Posted on:2003-02-25Degree:Ph.DType:Dissertation
University:University of California, BerkeleyCandidate:Mackenzie, LouisaFull Text:PDF
GTID:1465390011986409Subject:Romance literature
Abstract/Summary:
"Poesie est un pre: Landscapes in French Lyric Poetry, 1549--1584", reconsiders French Renaissance lyric and pastoral in the light of recent work on literary nationhood. The notion of the "French literary landscape" is brought back to landscape itself, asking specifically what kind of landscape lyric and pastoral poetry map out for themselves, and how these landscapes are presented in dialogue with proto-nationalist, and with regionalist, discourses in the sixteenth century.

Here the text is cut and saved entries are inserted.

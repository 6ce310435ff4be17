use std::fmt::Debug;
use std::hash::Hash;

/// The type family of a program representation the solver runs on.
///
/// Instructions are the nodes of the ICFG, functions are its procedures.
/// Both are cheap handles owned by whoever builds the ICFG.
pub trait IRDescription {
    type Instruction: Copy + Eq + Hash + Ord + Debug;
    type Function: Copy + Eq + Hash + Ord + Debug;
}
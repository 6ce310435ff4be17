use crate::{
    control_flow::ICFGEdge,
    data_flow::ifdside::{
        flow_function::{generate, transfer},
        AnalysisDomain, AnalysisResults, BinaryDomain, IFDSProblem, Reachability, ResultTable,
    },
    ir::toy::{FuncId, InstId, Program, Stmt, ToyIR, Var},
};
use std::collections::{BTreeMap, BTreeSet};

use super::{parameter_bindings, VarFact};

pub struct UninitDomain;

impl AnalysisDomain for UninitDomain {
    type IR = ToyIR;
    type FlowFact = VarFact;
    type ConcreteValue = BinaryDomain;
}

/// Tracks variables that may be read before they were assigned.
///
/// `decl x` makes `x` uninitialized; any assignment from initialized operands
/// clears it. Parameters without a matching argument start out
/// uninitialized.
pub struct UninitializedVariables<'p> {
    program: &'p Program,
    entry_points: Vec<FuncId>,
    check_actual_parameters: bool,
}

impl<'p> UninitializedVariables<'p> {
    pub fn new(program: &'p Program, entry_points: &[FuncId]) -> Self {
        UninitializedVariables {
            program,
            entry_points: entry_points.to_vec(),
            check_actual_parameters: false,
        }
    }

    /// Also report uninitialized variables passed as call arguments.
    pub fn with_actual_parameter_check(mut self, check_actual_parameters: bool) -> Self {
        self.check_actual_parameters = check_actual_parameters;
        self
    }

    /// Statements reading a variable that may be uninitialized there.
    pub fn undefined_uses(&self, results: &ResultTable<UninitDomain>) -> BTreeMap<InstId, BTreeSet<Var>> {
        let mut uses: BTreeMap<InstId, BTreeSet<Var>> = BTreeMap::new();
        for inst in results.reached_nodes() {
            let stmt = self.program.stmt(inst);
            if matches!(stmt, Stmt::Call { .. }) && !self.check_actual_parameters {
                continue;
            }
            for var in stmt.reads() {
                if results.holds_fact(inst, &VarFact::Var(var)) == Reachability::Reachable {
                    uses.entry(inst).or_default().insert(var);
                }
            }
        }
        uses
    }

    fn normal_flow(&self, stmt: &Stmt, source: &VarFact) -> Vec<VarFact> {
        match (stmt, source) {
            (Stmt::Decl(var), _) => generate(source, &VarFact::Zero, [VarFact::Var(*var)]),
            (_, VarFact::Zero) => vec![VarFact::Zero],
            (_, VarFact::Var(var)) => {
                let reads = stmt.reads();
                let written = stmt.writes();
                let mut facts = vec![];
                if written != Some(*var) || reads.contains(var) {
                    facts.push(*source);
                }
                if let (Some(written), true) = (written, reads.contains(var)) {
                    if written != *var {
                        facts.push(VarFact::Var(written));
                    }
                }
                facts
            }
        }
    }
}

impl IFDSProblem<UninitDomain> for UninitializedVariables<'_> {
    fn zero_value(&self) -> VarFact {
        VarFact::Zero
    }

    fn entry_points(&self) -> Vec<FuncId> {
        self.entry_points.clone()
    }

    fn apply_flow(&self, edge: &ICFGEdge<ToyIR>, source: &VarFact) -> Vec<VarFact> {
        match *edge {
            ICFGEdge::Normal { curr, .. } => self.normal_flow(self.program.stmt(curr), source),
            ICFGEdge::Call {
                call_site, callee, ..
            } => {
                let Stmt::Call { args, .. } = self.program.stmt(call_site) else {
                    return vec![];
                };
                let params = self.program.params(callee);
                match source {
                    VarFact::Zero => {
                        let unbound = params.iter().skip(args.len()).map(|param| VarFact::Var(*param));
                        generate(source, &VarFact::Zero, unbound)
                    }
                    VarFact::Var(_) => transfer(source, &parameter_bindings(args, params)),
                }
            }
            ICFGEdge::Return {
                call_site, exit, ..
            } => match (self.program.stmt(call_site), self.program.stmt(exit), source) {
                (_, _, VarFact::Zero) => vec![VarFact::Zero],
                (Stmt::Call { result: Some(result), .. }, Stmt::Return(Some(returned)), VarFact::Var(var))
                    if var == returned =>
                {
                    vec![VarFact::Var(*result)]
                }
                _ => vec![],
            },
            ICFGEdge::CallToReturn { call_site, .. } => match (self.program.stmt(call_site), source) {
                (Stmt::Call { result: Some(result), .. }, VarFact::Var(var)) if var == result => vec![],
                _ => vec![*source],
            },
        }
    }

    fn is_all_identity(&self, at: InstId) -> bool {
        matches!(self.program.stmt(at), Stmt::Nop | Stmt::Use(_))
    }
}

#[cfg(test)]
mod tests {
    use super::*;
    use crate::data_flow::ifdside::IFDSSolver;
    use crate::ir::toy::{Callee, ProgramBuilder};

    use test_log::test;

    #[test]
    fn test_copy_propagates_and_assignment_clears() {
        let mut builder = ProgramBuilder::new();
        let main = builder.declare("main", &[]);
        builder.stmt(main, Stmt::Decl("x"));
        let copy = builder.stmt(main, Stmt::Copy("y", "x"));
        let use_y = builder.stmt(main, Stmt::Use("y"));
        builder.stmt(main, Stmt::Const("x", 1));
        let use_x = builder.stmt(main, Stmt::Use("x"));
        let program = builder.build();

        let problem = UninitializedVariables::new(&program, &[main]);
        let results = IFDSSolver::new(&problem, program.icfg()).solve().unwrap();
        let uses = problem.undefined_uses(&results);

        assert_eq!(uses.get(&copy), Some(&BTreeSet::from(["x"])));
        assert_eq!(uses.get(&use_y), Some(&BTreeSet::from(["y"])));
        assert_eq!(uses.get(&use_x), None);
    }

    #[test]
    fn test_actual_parameters_only_reported_on_request() {
        let mut builder = ProgramBuilder::new();
        let main = builder.declare("main", &[]);
        let callee = builder.declare("ext", &["p"]);
        builder.stmt(main, Stmt::Decl("x"));
        let call = builder.stmt(
            main,
            Stmt::Call {
                callee: Callee::Direct(callee),
                args: vec!["x"],
                result: None,
            },
        );
        let program = builder.build();

        let problem = UninitializedVariables::new(&program, &[main]);
        let results = IFDSSolver::new(&problem, program.icfg()).solve().unwrap();
        assert!(problem.undefined_uses(&results).is_empty());

        let problem = problem.with_actual_parameter_check(true);
        assert_eq!(
            problem.undefined_uses(&results).get(&call),
            Some(&BTreeSet::from(["x"]))
        );
    }
}
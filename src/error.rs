use thiserror::Error;

/// Errors reported by the tabulation solver.
///
/// Configuration errors are detected before the first worklist iteration.
/// The remaining variants signal broken preconditions of the problem or of
/// the solver's own tables; none of them is retried.
#[derive(Debug, Error)]
pub enum SolverError {
    #[error("no entry points or initial seeds were supplied")]
    NoSeeds,

    #[error("entry point {procedure} has no start node")]
    MissingStartNode { procedure: String },

    #[error("seed {fact} at {node} is not placed on the start node of its procedure")]
    SeedNotAtStart { node: String, fact: String },

    #[error("malformed lattice: {0}")]
    MalformedLattice(String),

    #[error("join regressed for fact {fact} at {node}: {detail}")]
    NonMonotoneJoin {
        node: String,
        fact: String,
        detail: String,
    },

    #[error("inconsistent solver tables: {0}")]
    Inconsistency(String),
}

pub type SolverResult<T> = Result<T, SolverError>;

The conclusions are contrary to what one might expect: despite the proclaimed collective project of the Pleiade, which is the instauration of an era of French writing to rival the production of Italy and Greece, none of the poets considered offers a simple, tranquil vision of France or of its regions as an ideal fertile ground for lyric creation. Rather, it seems that this vision is only evoked to show its fragility. Each of the poets considered constructs landscape as a site of dynamic contention between a potential lyric vision of France, and competing discourses or claims on French poetic space. By an opening up of the referential system of poetic landscape to the polyphony of discourses surrounding the moment of its production, French Renaissance lyric is here reinterpreted as a genre that dramatises its own instability and vulnerability to other discourses---the vulnerability precisely of the Pleiade's proto-nationalist poetic project. Ultimately the mid-century poets, while fully admitting the strength of opposing discourses and the contingency of their own vision, maintain uniquely poetic equivalent of what David Harvey has called "spaces of hope." The dissertation considers collections by Ronsard, Du Bellay, Remy Belleau and Vauquelin de la Fresnaie. Detailed consideration is given to the role and transformation of Italian and Latin intertexts, in particular, Petrarch, Sannazaro, Horace and Ovid. The study is informed by a range of critical and theoretical work, from Thomas Greene on imitation to Henri Lefebvre on capitalist "space" to Neil Evernden and Simon Schama on the social and cultural construction of nature.